The long term impact of the revolution in morality, which began in the 1960s, led to a world in which sex between young teenagers has become ever more common place than the statistics issued show. These statistics illustrate other key trends. Now the proportion of births outside marriage has risen, as has the number of unmarried mothers. The new generation has put off having a family until their late 30s or never at all. Statistics may also show a sharp rise in the number of unmarried women under the age of 50.
The figures on teenage sex throw fresh light on medical evidence that diseases associated with promiscuity, such as hard to detect chlamydia and gonorrhoea, are spreading among the young and could be the cause of infertility.
Statistics show a leap in teenage pregnancies. Unfortunately I feel there are girls who are woefully ignorant about such matters and are fully unaware of how to prevent an unwanted pregnancy. Family planning clinics specifically for the under 16s should be set up in each electoral district if there aren't any. There should be more enthusiasm for family planning organisations to spread information about and give access to contraception in order to prevent sexual activity among girls who have barely left childhood and who risk lifelong physical and psychological damage.

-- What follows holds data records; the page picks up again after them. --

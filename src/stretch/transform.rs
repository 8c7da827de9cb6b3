//! Magnitude-only spectral transform with random-phase reconstruction.
//!
//! Each grain is windowed, transformed, and reduced to per-bin magnitudes;
//! resynthesis rebuilds a spectrum from those magnitudes with freshly drawn
//! phases, discarding all phase coherence between grains. This is what
//! smears the audio into texture.

use rustfft::{num_complex::Complex, Fft, FftPlanner};
use std::sync::Arc;

use crate::core::rng::PhaseRng;
use crate::core::window::analysis_window;

/// Forward/inverse spectral transform over one grain.
pub struct SpectralTransform {
    /// Transform length, 2x the engine's window size.
    size: usize,
    /// Precomputed analysis window.
    window: Vec<f32>,
    forward: Arc<dyn Fft<f32>>,
    inverse: Arc<dyn Fft<f32>>,
    /// Reusable FFT buffer.
    spectrum: Vec<Complex<f32>>,
    /// Per-bin magnitudes for bins [0, size/2).
    magnitudes: Vec<f32>,
}

impl SpectralTransform {
    /// Creates a transform for grains of `size` samples. Plans are cached
    /// for the lifetime of the transform.
    pub fn new(size: usize) -> Self {
        let mut planner = FftPlanner::new();
        let forward = planner.plan_fft_forward(size);
        let inverse = planner.plan_fft_inverse(size);
        Self {
            size,
            window: analysis_window(size),
            forward,
            inverse,
            spectrum: vec![Complex::new(0.0, 0.0); size],
            magnitudes: vec![0.0; size / 2],
        }
    }

    /// Returns the transform length.
    #[inline]
    pub fn size(&self) -> usize {
        self.size
    }

    /// Multiplies the grain by the analysis window in place.
    pub fn apply_window(&self, grain: &mut [f32]) {
        debug_assert_eq!(grain.len(), self.size);
        for (sample, &w) in grain.iter_mut().zip(self.window.iter()) {
            *sample *= w;
        }
    }

    /// Runs the forward transform and stores per-bin magnitudes.
    ///
    /// Bin 0 is forced to zero (DC removal). Bins above `size/2` are
    /// redundant for a real signal and not stored.
    pub fn analyze(&mut self, grain: &[f32]) {
        debug_assert_eq!(grain.len(), self.size);
        for (slot, &sample) in self.spectrum.iter_mut().zip(grain.iter()) {
            *slot = Complex::new(sample, 0.0);
        }
        self.forward.process(&mut self.spectrum);

        self.magnitudes[0] = 0.0;
        for i in 1..self.size / 2 {
            self.magnitudes[i] = self.spectrum[i].norm();
        }
    }

    /// Rebuilds a time-domain grain from the stored magnitudes with phases
    /// drawn from `rng`.
    ///
    /// Bins 0 and `size/2` are zeroed; every other bin keeps its analyzed
    /// magnitude under a fresh random phase, mirrored conjugate-symmetric
    /// so the inverse transform yields a real signal. The inverse is
    /// unnormalized, so the output is divided by the transform length.
    pub fn synthesize(&mut self, rng: &mut PhaseRng, grain: &mut [f32]) {
        debug_assert_eq!(grain.len(), self.size);
        let half = self.size / 2;

        self.spectrum[0] = Complex::new(0.0, 0.0);
        self.spectrum[half] = Complex::new(0.0, 0.0);
        for i in 1..half {
            let magnitude = self.magnitudes[i];
            let (sin, cos) = rng.next_phase().sin_cos();
            let bin = Complex::new(magnitude * cos, magnitude * sin);
            self.spectrum[i] = bin;
            self.spectrum[self.size - i] = bin.conj();
        }
        self.inverse.process(&mut self.spectrum);

        let scale = 1.0 / self.size as f32;
        for (sample, bin) in grain.iter_mut().zip(self.spectrum.iter()) {
            *sample = bin.re * scale;
        }
    }
}

#[cfg(test)]
mod tests {
    use super::*;
    use std::f32::consts::PI;

    fn sine_grain(bin: usize, size: usize) -> Vec<f32> {
        (0..size)
            .map(|i| (2.0 * PI * bin as f32 * i as f32 / size as f32).sin())
            .collect()
    }

    #[test]
    fn test_analyze_finds_sine_bin() {
        let size = 256;
        let mut t = SpectralTransform::new(size);
        let grain = sine_grain(16, size);
        t.analyze(&grain);

        let peak_bin = (1..size / 2)
            .max_by(|&a, &b| t.magnitudes[a].total_cmp(&t.magnitudes[b]))
            .unwrap();
        assert_eq!(peak_bin, 16);
    }

    #[test]
    fn test_analyze_zeroes_dc() {
        let size = 128;
        let mut t = SpectralTransform::new(size);
        // Constant signal has all its energy at DC.
        let grain = vec![0.7f32; size];
        t.analyze(&grain);
        assert_eq!(t.magnitudes[0], 0.0);
    }

    #[test]
    fn test_synthesize_silence() {
        let size = 128;
        let mut t = SpectralTransform::new(size);
        let mut rng = PhaseRng::new(99);
        let zeros = vec![0.0f32; size];
        t.analyze(&zeros);
        let mut grain = vec![1.0f32; size];
        t.synthesize(&mut rng, &mut grain);
        for &s in &grain {
            assert_eq!(s, 0.0);
        }
    }

    #[test]
    fn test_synthesize_preserves_energy_scale() {
        let size = 256;
        let mut t = SpectralTransform::new(size);
        let mut rng = PhaseRng::new(7);
        let grain = sine_grain(16, size);
        t.analyze(&grain);

        let mut out = vec![0.0f32; size];
        t.synthesize(&mut rng, &mut out);

        let in_energy: f32 = grain.iter().map(|s| s * s).sum();
        let out_energy: f32 = out.iter().map(|s| s * s).sum();
        // Phase randomization preserves per-bin magnitudes, so total
        // energy should be close to the input's.
        assert!(
            (out_energy / in_energy - 1.0).abs() < 0.05,
            "energy ratio {}",
            out_energy / in_energy
        );
    }

    #[test]
    fn test_synthesize_output_is_real_valued() {
        // Conjugate symmetry means imaginary parts of the inverse are ~0;
        // the output must not blow up or go NaN.
        let size = 64;
        let mut t = SpectralTransform::new(size);
        let mut rng = PhaseRng::new(3);
        let grain: Vec<f32> = (0..size).map(|i| ((i * 37 % 17) as f32 - 8.0) / 8.0).collect();
        t.analyze(&grain);
        let mut out = vec![0.0f32; size];
        t.synthesize(&mut rng, &mut out);
        for &s in &out {
            assert!(s.is_finite());
        }
    }

    #[test]
    fn test_apply_window_attenuates_edges() {
        let size = 128;
        let t = SpectralTransform::new(size);
        let mut grain = vec![1.0f32; size];
        t.apply_window(&mut grain);
        assert!(grain[0] < 0.1);
        assert!(grain[size - 1] < 0.1);
        assert!(grain[size / 2] > 0.9);
    }
}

The study found that ignorance of sex and contraception was concentrated in districts with high rates of social and economic deprivation. Pregnant teenagers in these areas often went on to become single mothers while teenagers from middle class areas who become pregnant tended to have abortions.
I wonder whether these interesting findings apply to Malta as well! These teenagers are not really adults. They think they are but in reality they are missing adolescence. They are being propelled into adult sexual relationships for which they are not ready and which cause them long term harm.
This generation - in my opinion - knows more about sex than any other generation. Unfortunately the problem is a cultural one - that all the taboos that once used to protect people have gone.
We should at this stage concentrate our efforts on the damaging effect of early sex in terms of disease, ill-health, long tern psychological effect for young teenagers who are not ready to cope with adult pressures.
It is about time that we make a super human effort to explain to our children that sex is not for children.